Pretty much all of our clients that saw and confronted their China risks early on are thriving, while those who went into denial are mostly panicking. One of our clients that immediately chose to switch its outsourced manufacturing to Thailand is doing great, while another of our clients that makes the same product but somewhat inexplicably chose “to stick it out in China” is talking about closing its business because of plunging sales. One of our clients that makes electronics products decided at the very beginning of the US-China trade war to move out of China “no matter what” now has a thriving low/no tariff diversified supply chain, while most of its competitors are just now scrambling to get out, while still stuck paying rising tariffs and duties. See Getting out — Tariffs push some US manufacturers to exit China. But on the flip side, many of our electronics product clients have virtually no choice but to keep production in China.

What are the China risks foreign companies are facing with China today? The list is almost endless, and it only makes sense to divide those risks between those who are doing business in China and those who are “merely” doing business with China.

This post will focus on what your company should do to reduce its risks of doing business in China if it truly must continue to do business in China. A subsequent post will focus on how many companies (but not all) can switch from a business model of doing business in China to doing business with China from outside China, with little or no negative impact on your business.

You already know that China has laws. You also already know that China enforces its laws. Lastly, you know that China enforces its laws unevenly. China often will enact a law and then not enforce it for a few years and then all of a sudden start enforcing it. China also will sometimes enforce a law for a while and then stop or relax its enforcement of that law. Some regions of China will enforce a particular law, while other regions do not. Some regions will have a law they enforce while other regions do not even have that law.
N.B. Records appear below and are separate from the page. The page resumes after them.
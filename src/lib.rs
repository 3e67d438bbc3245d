//! templUI documentation server library.
//!
//! Serves server-rendered documentation pages with adaptive delivery: a full
//! document for plain navigation, out-of-band fragments for htmx swaps and
//! Datastar merge events for streaming endpoints. A GitHub star count is kept
//! in an in-process cache refreshed in the background.

pub mod config;
pub mod delivery;
pub mod http;
pub mod lifecycle;
pub mod metric;
pub mod observability;
pub mod render;

pub use config::ServerConfig;
pub use http::DocsServer;
pub use lifecycle::Shutdown;
pub use metric::MetricCache;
Most importantly for foreign companies, China enforces many of its laws depending on who is violating them. China has always been way tougher in enforcing its business related laws against foreign companies, and nowadays it is way tougher on enforcing its laws against companies and individuals from the United States and Canada and lately (mostly because of Hong Kong) as against companies and individuals from the United Kingdom.
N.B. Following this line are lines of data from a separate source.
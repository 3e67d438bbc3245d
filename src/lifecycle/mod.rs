//! Lifecycle management subsystem.
//!
//! # Data Flow
//! ```text
//! Startup (main.rs):
//!     Load config → Validate → Init logging/metrics → Start refresher → Bind → Serve
//!
//! Shutdown (shutdown.rs):
//!     Signal received → Stop accepting → Drain connections → Stop refresher → Exit
//!
//! Signals (signals.rs):
//!     SIGTERM/SIGINT → Trigger graceful shutdown
//! ```

pub mod shutdown;
pub mod signals;

pub use shutdown::Shutdown;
If you are a foreign company doing business in China, the risk you need to know and confront now is that China is working around the clock to find and go after foreign companies that are violating its laws. More than anything, it wants to find foreign companies that are violating its laws in a way that is costing China money.  It wants to find those violators so that it can fine them and thereby profit from them. We can debate as to why this is happening (rising nationalism coupled with a declining economy spring immediately to mind), but those who debate the fact that this is happening will just be wasting their own precious time. I tell clients China is at “ten out of ten” in terms of going after foreign companies right now, but with United States, Canada and United Kingdom (and perhaps South Korea, Taiwan and Norway), it has taken it up to eleven.

There is a lot you can do — even as a foreign company in China — to reduce your risks and the following is our general list of those things. This list is based largely on what we have seen happen in China during high tension/high risk times and we trot it out again now because past performance is a great indicator of present performance. If you are doing business in China you should do the following:

  1. Make sure your WFOE or your Joint Venture or your Representative Office actually exists and is still licensed to do the business it is doing in China. Make sure it is current on its capital obligations. See Doing Business in China Without a WFOE: Will the Defendant Please Rise.
  2. Make sure your WFOE or your Joint Venture or your Representative Office is actually properly licensed to do business in every city in which it is doing business. It is shocking how often this is not the case.
  3. Make sure your company is doing everything correctly with its employees. Consider an employer audit and note that our China employment lawyers have never done an employer audit without finding multiple problems. In other words, the odds are overwhelming that your employment systems are putting you at risk not just for problems with the Chinese government but also problems with your employees, which can so often lead to them creating Chinese government problems for your company. Doing things “how things are typically done in China” is no longer good enough; you must do things in full compliance with applicable laws.
  4. Make sure your company is current on any and all China taxes it might owe. If you think it may not be, it almost certainly is not, and you need a good accountant and fast. Doing things “how things are typically done in China” is no longer good enough; you must do things in full compliance with applicable laws.
  5. Review your lease agreement and the relevant zoning rules. Are you renting from a real landlord? Is it really legal for your business to do what it is doing where it is doing it?
  6. Have a trusted China contract lawyer review your contracts related to your China operations to make sure each and every one of them is legal. Doing things “how things are typically done in China” is no longer good enough; you must do things in full compliance with applicable laws.
  7. Conduct due diligence on your suppliers/manufacturers, distributors, retailers, and e-commerce platforms. Your risk correlates to the company you keep.
  8. China has many business crimes that are not crimes in the West. Know these. See Criminal Law And Business In China — A Strong Caution.
  9. Make sure your IP has been properly registered.
  10. Make sure your company is not violating a China company’s IP rights.
  11. If your WFOE or your Rep Office or your Joint Venture shares are American or Canadian owned, consider forming a new company (“Newco”) in a country with good relations with China and selling the WFOE Joint Venture share or Rep Office package to that Newco. This rarely makes sense, but when it does, it really does. This is a big decision that can have major repercussions, so do not just run off and do this.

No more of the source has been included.